For the simulation, general-purpose dynamic explicit software LS-DYNA ver. 971 was used. The applied material was a steel plate having a tensile strength of 440 MPa and a plate thickness of 1.6 mm. With respect to the structures of Invention Examples 1 to 7 having shapes within the scope of the present invention and the structures of Comparative Examples 1 to 8 that deviate from the scope of the present invention, a flat indenter without curvature was caused to collide at a speed of 15 km / h. The crushing performance of time was simulated. In order to evaluate the crushing performance by the deformation resistance load after the start of deformation, the average load was obtained from a load-stroke curve when the crushing distance was 20 mm to 70 mm, and the average load per unit weight and the shape after deformation were evaluated. The results are summarized in Table 1, and the cross-sectional shape of the structures of Invention Examples 1-7, the shape before and after the collision, and the load-stroke curve are shown in FIGS. 6-12, and the cross-sectional shape of the structures of Comparative Examples 1-8. The shape before and after the collision and the load-stroke curve are shown in FIGS. In Table 1, in the column of deformed shape, ◯ is continuously deformed into a bellows shape, and X is bent or a buckle with a large period occurs. Moreover, in FIGS. 6-20, (a) is a cross-sectional shape, (b) is the shape before and behind a collision, (c) is a load-stroke curve. As shown in these figures, Examples 1 to 7 of the present invention within the scope of the present invention are plastically deformed in a stable and bellows continuously during crushing, and the average load per unit weight during crushing is It was confirmed that the absorbed energy efficiency was high. On the other hand, in Comparative Examples 1 to 8 that deviate from the scope of the present invention, it was confirmed that bending in the axial direction and large period buckling occurred, the deformed shape was unstable, and the average load per unit weight was low. It was done.
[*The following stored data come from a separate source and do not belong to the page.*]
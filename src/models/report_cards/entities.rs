use serde::{Deserialize, Serialize};

// 学生在一个科目/班级/学期上的成绩聚合
//
// 同一 (student, subject, class, period) 组合唯一；其成绩集合就是
// activity_scores 表中同组合的行，均分在成绩变动时重算。
#[derive(Debug, Clone, Serialize, Deserialize)]
pub struct ReportCard {
    pub id: i64,
    pub student_id: i64,
    pub teacher_id: i64,
    pub subject_id: i64,
    pub class_id: i64,
    pub period: String,
    pub final_average: f64,
    pub created_at: chrono::DateTime<chrono::Utc>,
    pub updated_at: chrono::DateTime<chrono::Utc>,
}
  From the above, when the cross-sectional shape of the cross section perpendicular to the axial direction is a point-symmetrical and non-axisymmetric polygon with respect to the center of the cross-section as in the present invention, and the outline of the cross-section is a rectangle When the aspect ratio is less than 1.5 and the ratio of the lengths of adjacent sides among the polygon sides constituting the cross section is 2.3 or less, a stable deformed shape can be obtained, and the resistance load It has been confirmed that a collision energy absorption structure with high energy absorption efficiency and high energy absorption efficiency can be obtained.

Claims (6)

A collision energy absorbing structure that is cylindrical and deforms in the axial direction to absorb collision energy,
The cross-sectional shape of the cross section perpendicular to the axial direction is a polygon that is point-symmetric and non-symmetric with respect to the center of the cross-section, and the aspect ratio when the outer shape of the cross-section is a rectangle is less than 1.5. A collision energy absorbing structure characterized in that a ratio of lengths of adjacent sides among polygon sides constituting a cross section is 2.3 or less.   The collision energy absorption structure according to claim 1, wherein the collision energy absorption structure is tapered in the axial direction.   The collision energy absorption structure according to claim 1 or 2, wherein the tip end portion has a recess portion that is recessed in the axial direction.   The collision energy absorption structure according to any one of claims 1 to 3, wherein the collision energy absorption structure is formed of a press-molded material formed by pressing a metal plate.   The collision energy absorbing structure according to claim 4, wherein at least two of the press molding materials are joined.   The collision energy absorbing structure according to claim 4 or 5, wherein the metal plate constituting the press-formed material is a steel plate having a tensile strength of 270 to 1500 MPa.